May 12, 2014

Winning at SEO Through Genuine Audience Engagement

Here Tim Grice, Director of Search at digital and search agency Branded3, looks at how to achieve your search goals through effective audience engagement

As search-engine algorithms have become more sophisticated, so too has the job of trying to reverse-engineer ranking signals. Google is detecting and penalising manipulative techniques, which means a strategy based on ‘faking it’ is just not going to cut it anymore.

To achieve a truly future-proof strategy you have to do your SEO the right way, no shortcuts, just honest work aimed at optimising your web presence for your users, and not for algorithms.

This means that SEO is becoming more than just a handful of automated techniques, it’s a collaboration of web development, web design, CRO, digital PR, data, content marketing and social media.

Genuinely engaging your audience and building the popularity of your brand is the key, simple as that.

Yes, you still need links, but are they the type of links that engage? Will your target audience realistically see them? Do they add a genuine value to your user? If not, then how valuable is the link?

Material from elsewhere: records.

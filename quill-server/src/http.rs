//! Plain HTTP endpoints next to the collaboration socket.
//!
//! - `GET /` — liveness plus hub counters
//! - `POST /rollback/{document_id}/{version}` — restore a saved version

use std::convert::Infallible;
use std::net::SocketAddr;
use std::sync::Arc;

use quill_collab::{DocumentId, FanoutHub, HubError, StoreError};
use serde::Serialize;
use warp::http::StatusCode;
use warp::reply::{Json, WithStatus};
use warp::{Filter, Rejection, Reply};

/// Body of `GET /`.
#[derive(Debug, Serialize)]
struct StatusBody {
    status: &'static str,
    system: &'static str,
    documents: usize,
    connections: usize,
    published: u64,
    publish_failures: u64,
    lag_events: u64,
}

/// Body of a successful rollback.
#[derive(Debug, Serialize)]
struct RollbackBody {
    status: &'static str,
    document_id: String,
    version_restored: u64,
}

/// All routes, for serving or for `warp::test`.
pub fn routes(hub: Arc<FanoutHub>) -> impl Filter<Extract = (impl Reply,), Error = Rejection> + Clone {
    let status = warp::path::end()
        .and(warp::get())
        .and(with_hub(hub.clone()))
        .and_then(handle_status);

    let rollback = warp::path!("rollback" / String / u64)
        .and(warp::post())
        .and(with_hub(hub))
        .and_then(handle_rollback);

    status.or(rollback)
}

/// Serve [`routes`] on `addr` until the future is dropped.
pub async fn serve(addr: SocketAddr, hub: Arc<FanoutHub>) {
    log::info!("HTTP endpoints listening on {addr}");
    warp::serve(routes(hub)).run(addr).await;
}

fn with_hub(hub: Arc<FanoutHub>) -> impl Filter<Extract = (Arc<FanoutHub>,), Error = Infallible> + Clone {
    warp::any().map(move || Arc::clone(&hub))
}

async fn handle_status(hub: Arc<FanoutHub>) -> Result<impl Reply, Rejection> {
    let stats = hub.stats().await;
    Ok(warp::reply::json(&StatusBody {
        status: "running",
        system: "quill",
        documents: hub.registry().len().await,
        connections: stats.connections,
        published: stats.published,
        publish_failures: stats.publish_failures,
        lag_events: stats.lag_events,
    }))
}

async fn handle_rollback(
    document_id: String,
    version: u64,
    hub: Arc<FanoutHub>,
) -> Result<WithStatus<Json>, Rejection> {
    let id = DocumentId::from(document_id.as_str());
    let reply = match hub.rollback(&id, version).await {
        Ok(_) => {
            let body = RollbackBody { status: "success", document_id, version_restored: version };
            warp::reply::with_status(warp::reply::json(&body), StatusCode::OK)
        }
        Err(HubError::Store(StoreError::VersionNotFound { .. })) => warp::reply::with_status(
            warp::reply::json(&serde_json::json!({ "detail": "Version not found" })),
            StatusCode::NOT_FOUND,
        ),
        Err(e) => {
            log::error!("Rollback of {id} to version {version} failed: {e}");
            warp::reply::with_status(
                warp::reply::json(&serde_json::json!({ "detail": e.to_string() })),
                StatusCode::INTERNAL_SERVER_ERROR,
            )
        }
    };
    Ok(reply)
}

And yes, you still need content; but does the content keep people on the site or make them look elsewhere? Is it serving all searchers who hit your site, or only the ones looking to buy right now? The truth is, 50 per cent of users coming in from Google may be looking to buy, but what about the other 50 per cent – what do they want?

Google has always preached four things about optimising websites: make it fast, make it relevant, make it comprehensive and make it a great user experience.

Historically, SEOs completely ignored this advice, why? Because all we needed were links and keywords, the other stuff just didn’t help us compete. This is not the case now and much more focus will need to be put on the design and development aspects of your website.

So, how does Google really know how engaging and popular you are? One of the ways is based on how long someone actually stays on your site, how often they bounce, and what they do when that happens.

I don’t believe Google is checking your analytics data, but I do believe they monitor the time between a user clicking your result and then returning back to Google to either click on different results, or refine their search query.

If your website creates a short ‘return to search’ time whilst similar results seem to engage, then is that not a clear indicator that you are not the right result for that particular search query?

In terms of popularity, there are tons of different signals, but I believe one that gets ignored regularly is simply how many times people are using Google to search for your brand.

You have to be investing in more than just link acquisition to win at SEO; you have to focus on genuinely engaging your audience, whether that be through your link acquisition, onsite content, PPC advertising, website design or social media strategy.

Authentic audience engagement is powerful, and I believe will slowly tip the balance on links and link-based authority. If you rank in the top five for a particular keyword, you have enough links to be position one; what you need now is to be more engaging and popular.

To get a site that genuinely deserves to rank is really the only strategy moving forward and this is achieved through both a great website design and excellent audience engagement.